The kinase-inducible domain interacting (KIX) domain of the transcriptional coactivator CBP protein carries 2 isolated binding sites (designated as the c-Myb site and the MLL site) and is capable of binding numerous intrinsically disordered transactivation domains (TADs), including c-Myb and pKID via the c-Myb site, and MLL, E2A and c-Jun via the MLL site. In this study we compared the kinetics for binding of various disordered TADs to the KIX domain via computational biophysical analyses. We found that the binding rates are heavily affected by long-range electrostatic interactions. The basal rate constants for forming the encounter complexes are similar for different KIX binding peptides, favorable electrostatic interactions between the MLL site and the peptides result in greater association rates when peptides bind to the MLL site. FOXO3a and p53 TAD each contains 2 copies of KIX binding motif and each motif interacts with both the MLL site and the c-Myb site.
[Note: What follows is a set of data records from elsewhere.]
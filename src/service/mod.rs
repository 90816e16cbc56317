//! Contracts for the HTTP backend the wizards talk to, plus the reqwest implementation.

mod client;
mod types;

pub use client::PortalClient;
pub use types::{
    ExportRequest, ExtractRequest, GenerateRequest, GenerateResponse, TaggedFile, UploadRequest,
    UploadResponse, EXPORT_FILE_NAME,
};

use crate::concept::ExtractedStudyData;
use async_trait::async_trait;
use std::path::PathBuf;
use thiserror::Error;

/// Messages produced by transports that could not reach the server at all.
const TRANSPORT_SIGNATURES: [&str; 5] = [
    "Failed to fetch",
    "NetworkError",
    "error sending request",
    "Connection refused",
    "dns error",
];

#[derive(Debug, Error)]
pub enum ServiceError {
    #[error("{0}")]
    Connection(String),
    #[error("{operation} failed: {message}")]
    Status {
        operation: &'static str,
        status: u16,
        message: String,
    },
    #[error("invalid response from server: {0}")]
    Decode(String),
    #[error("could not read {}: {source}", path.display())]
    File {
        path: PathBuf,
        #[source]
        source: std::io::Error,
    },
    #[error("{0}")]
    Other(String),
}

impl ServiceError {
    pub fn from_reqwest(err: reqwest::Error) -> Self {
        if err.is_connect() || err.is_timeout() {
            ServiceError::Connection(err.to_string())
        } else if err.is_decode() {
            ServiceError::Decode(err.to_string())
        } else {
            ServiceError::Other(err.to_string())
        }
    }

    /// The reason without the operation prefix, for messages that add their own.
    pub fn detail(&self) -> String {
        match self {
            ServiceError::Status { message, .. } => message.clone(),
            other => other.to_string(),
        }
    }

    /// Whether the server was never reached.
    pub fn is_connectivity(&self) -> bool {
        match self {
            ServiceError::Connection(_) => true,
            ServiceError::Other(message) => TRANSPORT_SIGNATURES
                .iter()
                .any(|signature| message.contains(signature)),
            _ => false,
        }
    }
}

#[async_trait]
pub trait UploadService: Send + Sync {
    async fn upload(&self, request: &UploadRequest) -> Result<UploadResponse, ServiceError>;
}

#[async_trait]
pub trait ConceptService: Send + Sync {
    async fn extract(&self, request: &ExtractRequest) -> Result<ExtractedStudyData, ServiceError>;

    /// Returns the generated concept as markdown.
    async fn generate(&self, data: &ExtractedStudyData) -> Result<String, ServiceError>;

    async fn export_docx(&self, markdown: &str) -> Result<Vec<u8>, ServiceError>;
}

#[cfg(test)]
mod tests {
    use super::*;

    #[test]
    fn connectivity_classification() {
        assert!(ServiceError::Connection("refused".into()).is_connectivity());
        assert!(ServiceError::Other("NetworkError when attempting to fetch".into()).is_connectivity());
        assert!(!ServiceError::Other("quota exceeded".into()).is_connectivity());
        assert!(!ServiceError::Status {
            operation: "Upload",
            status: 500,
            message: "error sending request".into(),
        }
        .is_connectivity());
    }

    #[test]
    fn status_error_carries_operation_and_body() {
        let err = ServiceError::Status {
            operation: "Extraction",
            status: 400,
            message: "No files or text provided".into(),
        };
        assert_eq!(err.to_string(), "Extraction failed: No files or text provided");
        assert_eq!(err.detail(), "No files or text provided");
        assert_eq!(ServiceError::Other("boom".into()).detail(), "boom");
    }
}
Our kinetics studies suggest that binding of FOXO3a or p53 TAD to the KIX domain is via a sequential mechanism, where one KIX binding motif binds to the MLL site first and then the other KIX binding motif binds to the c-Myb site. Considering the promiscuous interactions between FOXO3a and KIX, and p53 TAD and KIX, electrostatic steering simplifies the binding mechanism. This study highlights the importance of long-range electrostatic interactions in molecular recognition process involving multi-motif intrinsically disordered proteins and promiscuous interactions.